Rage against…

La mia rabbia è quella di chi non ha nulla da perdere. Se non una vita intera. È la rabbia di chi si vede rubare la vita. Giorno per giorno, intera, da chi ha tutto e prende ancora. La mia è una rabbia allo specchio, quella di chi ha capito tardi d’aver avuto soltanto una vita. E nient’altro. Nient’altro che unghie nere e pelle screpolata dal vento, bruciata dal sole, spaccata dal freddo. Dita storte nell’inverno che sta arrivando. La rabbia di molti. I miei morti, quelli che mi passano accanto, che mi seguono muti, parlano attraverso i miei modi. Io sono molti. Sono la rabbia di molti. Ho in me il sapore del pane cotto su una pietra, della farina di castagne, ricotta calda e olive, pomodori, cipolle, aglio. Il sapere dell’uva, la forza del mosto, la rabbia della fermentazione, la pazienza dell’olio. La  mia rabbia nasce in una terra che è scura, pesante dell’umidità di montagna, il profumo dei pini, dell’ulivo, della quercia e del castagno. Un sorriso minerale. Rocce verdi venate di quarzo. Sotto un cielo freddo che si muove verso il mare. La mia rabbia, il sole del deserto, un cuore di sabbia bollente contro la barriera. Il sale dello Jonio, la voce delle onde, il pianto dei bambini.
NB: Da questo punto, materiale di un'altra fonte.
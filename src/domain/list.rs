//! Unbounded container backed by a generational arena.
//!
//! Nodes live in the arena and are chained head to tail by index, so append
//! is O(1) and a cursor is just an `Option<Index>` into the arena.

use generational_arena::{Arena, Index};
use tracing::trace;

use crate::domain::adapter::CursorIter;
use crate::domain::container::Container;
use crate::domain::cursor::{exhausted, BoxedCursor, Cursor};
use crate::domain::error::DomainResult;

#[derive(Debug)]
struct ListNode<T> {
    value: T,
    next: Option<Index>,
}

/// Singly linked, insertion-ordered container with no capacity limit.
#[derive(Debug)]
pub struct ListContainer<T> {
    arena: Arena<ListNode<T>>,
    head: Option<Index>,
    tail: Option<Index>,
}

impl<T> Default for ListContainer<T> {
    fn default() -> Self {
        Self::new()
    }
}

impl<T> ListContainer<T> {
    pub fn new() -> Self {
        Self {
            arena: Arena::new(),
            head: None,
            tail: None,
        }
    }

    /// Concrete cursor, for statically typed decorator chains.
    pub fn list_cursor(&self) -> ListCursor<'_, T> {
        ListCursor {
            list: self,
            position: self.head,
        }
    }

    fn node(&self, idx: Index) -> Option<&ListNode<T>> {
        self.arena.get(idx)
    }
}

impl<T> Container<T> for ListContainer<T> {
    fn add(&mut self, item: T) -> DomainResult<()> {
        let idx = self.arena.insert(ListNode {
            value: item,
            next: None,
        });
        match self.tail {
            Some(tail) => {
                if let Some(node) = self.arena.get_mut(tail) {
                    node.next = Some(idx);
                }
            }
            None => self.head = Some(idx),
        }
        self.tail = Some(idx);
        trace!(len = self.arena.len(), "appended element");
        Ok(())
    }

    fn cursor<'a>(&'a self) -> BoxedCursor<'a, T>
    where
        T: 'a,
    {
        Box::new(self.list_cursor())
    }

    fn len(&self) -> usize {
        self.arena.len()
    }
}

impl<'a, T> IntoIterator for &'a ListContainer<T> {
    type Item = &'a T;
    type IntoIter = CursorIter<'a, ListCursor<'a, T>>;

    fn into_iter(self) -> Self::IntoIter {
        CursorIter::new(self.list_cursor())
    }
}

/// Navigational cursor over a [`ListContainer`].
#[derive(Debug)]
pub struct ListCursor<'a, T> {
    list: &'a ListContainer<T>,
    position: Option<Index>,
}

impl<T> Clone for ListCursor<'_, T> {
    fn clone(&self) -> Self {
        Self {
            list: self.list,
            position: self.position,
        }
    }
}

impl<'a, T> Cursor<'a> for ListCursor<'a, T> {
    type Item = T;

    fn first(&mut self) {
        self.position = self.list.head;
    }

    fn next(&mut self) {
        self.position = self
            .position
            .and_then(|idx| self.list.node(idx))
            .and_then(|node| node.next);
    }

    fn is_done(&self) -> bool {
        self.position.is_none()
    }

    fn current(&self) -> &'a T {
        let list: &'a ListContainer<T> = self.list;
        match self.position.and_then(|idx| list.node(idx)) {
            Some(node) => &node.value,
            None => exhausted(),
        }
    }
}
Una gioia, una vita. Una rabbia antica.

 

[Fine febbraio 2016 alla frontiera del Brennero un ragazzo eritreo, che ha uno e molti nomi, fu preso in consegna da quattro guardie, non aveva documenti, né bagaglio. Aveva un sorriso triste. Era su un treno diretto a Monaco, lo hanno fermato e rimandato indietro.

  • Indietro dove?
  • Non le interessa.
  • Sì.
  • Indietro, qui non può stare.
  • Ha un foglio di via dall’Italia.
  • Qui non può stare.

Guardie di frontiera. Non c’è onore e neppure una barriera.]